Weight can be a relative thing though—in the Hyosung’s case, at 170 kg, it’s the class fatty by a fair bit. The Honda, Suzuki and Yamaha all tilt the scales at the 137-139 mark.

But, the 275mm single front disc and rear drum brake setup benefits from the bike’s comparatively slight build. Though reviewers elsewhere have referred to the system as wooden, I’m frankly baffled by the criticism. To me, it seemed quite capable of making quick, controlled stops, though it did seem as though the front brake lever might be spanned a little wide.

Smartly dressed in chrome and pinstriping, with valanced fenders and dual staggered pipes, the Hyosung Aquila 250 strikes all the right chords for the classic aficionado and announces its presence with a gentle burble at start-up that lifts to a higher-pitched rasp when you crank it up. 

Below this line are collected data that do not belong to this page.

use glam::{Quat, Vec3};
use std::error::Error;
use std::sync::Arc;

use crate::base::RetargetSide;
use crate::chain::BoneChain;
use crate::chain_set::RetargetChainSet;
use crate::hierarchy::{BoneHierarchy, TargetBoneHierarchy};
use crate::ik_goal::{IKGoalContainer, IKGoalSpace};
use crate::ik_rig_solver::{IKRigSolver, IKRigSolverFactory};
use crate::logger::RetargetLog;
use crate::math::{quat_blend, Transform};
use crate::op::{FrameContext, OpInitContext, OpPostInitContext, OpRunContext, RetargetOp};
use crate::retarget_pose::DEFAULT_POSE_NAME;
use crate::rig::{IKGoalDefinition, IKRigDefinition};
use crate::skeleton::Skeleton;

pub const BIPED_PELVIS: &str = "pelvis";

const BIPED_BONES: [(&str, i32, [f32; 3]); 22] = [
    ("root", -1, [0.0, 0.0, 0.0]),
    ("pelvis", 0, [0.0, 0.0, 100.0]),
    ("spine", 1, [0.0, 0.0, 10.0]),
    ("spine_02", 2, [0.0, 0.0, 15.0]),
    ("neck", 3, [0.0, 0.0, 20.0]),
    ("head", 4, [0.0, 0.0, 10.0]),
    ("clavicle_l", 3, [5.0, 0.0, 15.0]),
    ("upperarm_l", 6, [10.0, 0.0, 0.0]),
    ("lowerarm_l", 7, [25.0, 0.0, 0.0]),
    ("hand_l", 8, [25.0, 0.0, 0.0]),
    ("clavicle_r", 3, [-5.0, 0.0, 15.0]),
    ("upperarm_r", 10, [-10.0, 0.0, 0.0]),
    ("lowerarm_r", 11, [-25.0, 0.0, 0.0]),
    ("hand_r", 12, [-25.0, 0.0, 0.0]),
    ("thigh_l", 1, [10.0, 0.0, -5.0]),
    ("calf_l", 14, [0.0, 0.0, -45.0]),
    ("foot_l", 15, [0.0, 0.0, -45.0]),
    ("ball_l", 16, [0.0, 10.0, -5.0]),
    ("thigh_r", 1, [-10.0, 0.0, -5.0]),
    ("calf_r", 18, [0.0, 0.0, -45.0]),
    ("foot_r", 19, [0.0, 0.0, -45.0]),
    ("ball_r", 20, [0.0, 10.0, -5.0]),
];

/// A Z-up, +Y forward biped in T-pose, every bone offset multiplied by `scale`.
/// The pelvis stands at `100 * scale`, the legs are `90 * scale` long.
pub fn new_biped_skeleton(scale: f32) -> Skeleton {
    let names = BIPED_BONES.iter().map(|b| b.0.to_string()).collect();
    let parents = BIPED_BONES.iter().map(|b| b.1).collect();
    let poses = BIPED_BONES
        .iter()
        .map(|b| Transform::from_translation(Vec3::from(b.2) * scale))
        .collect();
    return Skeleton::new(names, parents, poses).unwrap();
}

/// Hierarchy on the default pose, pelvis set. Logs nothing.
pub fn new_hierarchy(skeleton: Skeleton) -> (BoneHierarchy, RetargetLog) {
    let mut log = RetargetLog::new("test");
    let hierarchy = BoneHierarchy::new(
        Arc::new(skeleton),
        &[],
        DEFAULT_POSE_NAME,
        Some(BIPED_PELVIS),
        1.0,
        &mut log,
    );
    return (hierarchy, log);
}

/// IK rig matching `new_biped_skeleton()`: spine, head, arms and legs, one goal per limb.
pub fn new_biped_rig(name: &str) -> IKRigDefinition {
    return IKRigDefinition::new(name, BIPED_PELVIS)
        .with_chain(BoneChain::new("Spine", "spine", "spine_02"))
        .with_chain(BoneChain::new("Head", "neck", "head"))
        .with_chain(BoneChain::new("LeftArm", "upperarm_l", "hand_l").with_goal("LeftHandIK"))
        .with_chain(BoneChain::new("RightArm", "upperarm_r", "hand_r").with_goal("RightHandIK"))
        .with_chain(BoneChain::new("LeftLeg", "thigh_l", "foot_l").with_goal("LeftFootIK"))
        .with_chain(BoneChain::new("RightLeg", "thigh_r", "foot_r").with_goal("RightFootIK"))
        .with_goal(IKGoalDefinition::new("LeftHandIK", "hand_l"))
        .with_goal(IKGoalDefinition::new("RightHandIK", "hand_r"))
        .with_goal(IKGoalDefinition::new("LeftFootIK", "foot_l"))
        .with_goal(IKGoalDefinition::new("RightFootIK", "foot_r"));
}

/// Global pose of `skeleton` after `edit` modified a copy of its local reference pose.
pub fn posed_global(skeleton: &Skeleton, edit: impl FnOnce(&[i32], &mut [Transform])) -> Vec<Transform> {
    let mut local = skeleton.bone_ref_poses().to_vec();
    edit(skeleton.bone_parents(), &mut local);
    let mut global: Vec<Transform> = Vec::with_capacity(local.len());
    for (idx, transform) in local.iter().enumerate() {
        match skeleton.parent_of(idx) {
            Some(parent) => {
                let parent_global = global[parent];
                global.push(parent_global.mul_transform(transform));
            }
            None => global.push(*transform),
        }
    }
    return global;
}

/// Rotation of `angle` radians about +Z.
pub fn yaw(angle: f32) -> Quat {
    return Quat::from_rotation_z(angle);
}

pub fn compare_poses(actual: &[Transform], expected: &[Transform], diff: f32) -> Result<(), Box<dyn Error>> {
    if actual.len() != expected.len() {
        return Err(format!("compare_poses() len:{} != {}", actual.len(), expected.len()).into());
    }
    for idx in 0..actual.len() {
        if !actual[idx].abs_diff_eq(&expected[idx], diff) {
            println!("actual: {:?}", actual[idx]);
            println!("expected: {:?}", expected[idx]);
            return Err(format!("compare_poses() idx:{}", idx).into());
        }
    }
    return Ok(());
}

///
/// Stand-in IK solver: moves each goal bone towards its goal, weighted by the goal alphas,
/// and carries the bone's subtree along rigidly.
///
#[derive(Debug, Default)]
pub struct GoalSnapSolver {
    skeleton: Option<Skeleton>,
    goal_bones: Vec<(String, usize)>,
    pose: Vec<Transform>,
    num_solves: usize,
}

impl GoalSnapSolver {
    #[inline]
    pub fn num_solves(&self) -> usize {
        return self.num_solves;
    }
}

impl IKRigSolver for GoalSnapSolver {
    fn initialize(&mut self, rig: &IKRigDefinition, skeleton: &Skeleton, _goals: &IKGoalContainer) -> bool {
        self.goal_bones.clear();
        for goal in &rig.goals {
            match skeleton.bone_by_name(&goal.bone) {
                Some(bone) => self.goal_bones.push((goal.name.clone(), bone)),
                None => return false,
            }
        }
        self.pose = skeleton.ref_pose_global();
        self.skeleton = Some(skeleton.clone());
        return true;
    }

    fn set_input_pose(&mut self, pose: &[Transform]) {
        self.pose.clear();
        self.pose.extend_from_slice(pose);
    }

    fn solve(&mut self, goals: &IKGoalContainer) {
        let skeleton = match &self.skeleton {
            Some(skeleton) => skeleton,
            None => return,
        };
        for (name, bone) in &self.goal_bones {
            let goal = match goals.goal(name) {
                Some(goal) if goal.enabled => goal,
                _ => continue,
            };
            let current = self.pose[*bone];
            let (position, rotation) = match goal.space {
                IKGoalSpace::Additive => (current.translation + goal.position, goal.rotation * current.rotation),
                IKGoalSpace::Component | IKGoalSpace::World => (goal.position, goal.rotation),
            };
            let mut solved = current;
            solved.translation += (position - current.translation) * goal.position_weights * goal.position_alpha;
            solved.rotation = quat_blend(current.rotation, rotation, goal.rotation_alpha);

            for idx in (*bone + 1)..=skeleton.last_descendant(*bone) {
                let relative = self.pose[idx].relative_to(&current);
                self.pose[idx] = solved.mul_transform(&relative);
            }
            self.pose[*bone] = solved;
        }
        self.num_solves += 1;
    }

    fn output_pose(&self) -> &[Transform] {
        return &self.pose;
    }
}

#[derive(Debug, Default)]
pub struct GoalSnapSolverFactory;

impl IKRigSolverFactory for GoalSnapSolverFactory {
    fn create(&self) -> Box<dyn IKRigSolver> {
        return Box::new(GoalSnapSolver::default());
    }
}

///
/// Runs single ops outside a processor: biped source and target hierarchies, both biped
/// rigs resolved into a chain set, and a frame context.
///
#[derive(Debug)]
pub struct OpHarness {
    pub source: BoneHierarchy,
    pub target: TargetBoneHierarchy,
    pub chains: RetargetChainSet,
    pub source_rig: Arc<IKRigDefinition>,
    pub target_rig: Arc<IKRigDefinition>,
    pub frame: FrameContext,
    pub log: RetargetLog,
}

impl OpHarness {
    pub fn new(source_scale: f32, target_scale: f32) -> OpHarness {
        let mut log = RetargetLog::new("harness");
        let source = BoneHierarchy::new(
            Arc::new(new_biped_skeleton(source_scale)),
            &[],
            DEFAULT_POSE_NAME,
            Some(BIPED_PELVIS),
            1.0,
            &mut log,
        );
        let target = BoneHierarchy::new(
            Arc::new(new_biped_skeleton(target_scale)),
            &[],
            DEFAULT_POSE_NAME,
            Some(BIPED_PELVIS),
            1.0,
            &mut log,
        );
        let source_rig = Arc::new(new_biped_rig("SourceRig"));
        let target_rig = Arc::new(new_biped_rig("TargetRig"));
        let mut chains = RetargetChainSet::new();
        chains.add_rig(RetargetSide::Source, &source_rig, &source, &mut log);
        chains.add_rig(RetargetSide::Target, &target_rig, &target, &mut log);
        return OpHarness {
            source,
            target: TargetBoneHierarchy::new(target),
            chains,
            source_rig,
            target_rig,
            frame: FrameContext::new(),
            log,
        };
    }

    /// Source pose built from the source reference pose, see `posed_global()`.
    pub fn source_pose(&self, edit: impl FnOnce(&[i32], &mut [Transform])) -> Vec<Transform> {
        return posed_global(self.source.skeleton(), edit);
    }

    pub fn source_bone(&self, name: &str) -> usize {
        return self.source.find_bone_index_by_name(name).unwrap();
    }

    pub fn target_bone(&self, name: &str) -> usize {
        return self.target.find_bone_index_by_name(name).unwrap();
    }

    /// Initializes `op` like the op stack would, publishing its bones to the retargeted mask.
    pub fn initialize(&mut self, op: &mut dyn RetargetOp, parent: Option<&dyn RetargetOp>) -> bool {
        let mut ctx = OpInitContext {
            source: &self.source,
            target: self.target.hierarchy(),
            chains: &self.chains,
            source_rig: &self.source_rig,
            target_rig: &self.target_rig,
            parent,
            goals: &mut self.frame.goals,
            log: &mut self.log,
        };
        let ok = op.initialize(&mut ctx);
        op.header_mut().initialized = ok;
        if ok {
            let mut bones = Vec::new();
            op.collect_retargeted_bones(&mut bones);
            self.target.set_retargeted_bones(bones);
            op.post_initialize(&mut OpPostInitContext {
                source: &self.source,
                target: &self.target,
                log: &mut self.log,
            });
        }
        return ok;
    }

    /// Starts a new frame from the target retarget pose and runs `op` once.
    pub fn run(&mut self, op: &mut dyn RetargetOp, source_pose: &[Transform]) -> Vec<Transform> {
        self.target.generate_base_pose();
        self.frame.reset(false);
        return self.run_again(op, source_pose);
    }

    /// Runs `op` on the current output pose and frame context, without resetting them.
    pub fn run_again(&mut self, op: &mut dyn RetargetOp, source_pose: &[Transform]) -> Vec<Transform> {
        let (target, output) = self.target.split_output_mut();
        let mut ctx = OpRunContext {
            delta_time: 1.0 / 30.0,
            source: &self.source,
            target,
            chains: &self.chains,
            source_pose,
            target_pose: output,
            frame: &mut self.frame,
        };
        op.run(&mut ctx);
        return self.target.output_pose().to_vec();
    }
}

Fitted with a detachable pillion and Shinko rubber (110/90-16 front, 150/80-15 rear), and offered in four colour choices, the Aquila 250 lists at MSRP $4,895. This price tag puts it in the ballpark with the rest of the class—the Marauder, at $4,699, is the least costly, but I’m still not sure why it’s the only cruiser in the Suzuki lineup not given the Boulevard designation. That’s another story though. 

The chain-driven Aquila 250 will find its best home with riders at the entry level, or even those with two or three years experience. 

Still, as a cost-effective runabout that can capably function at cruising speeds, there’s much to be said for this well-sorted Korean machine, regardless how long you’ve been on the road.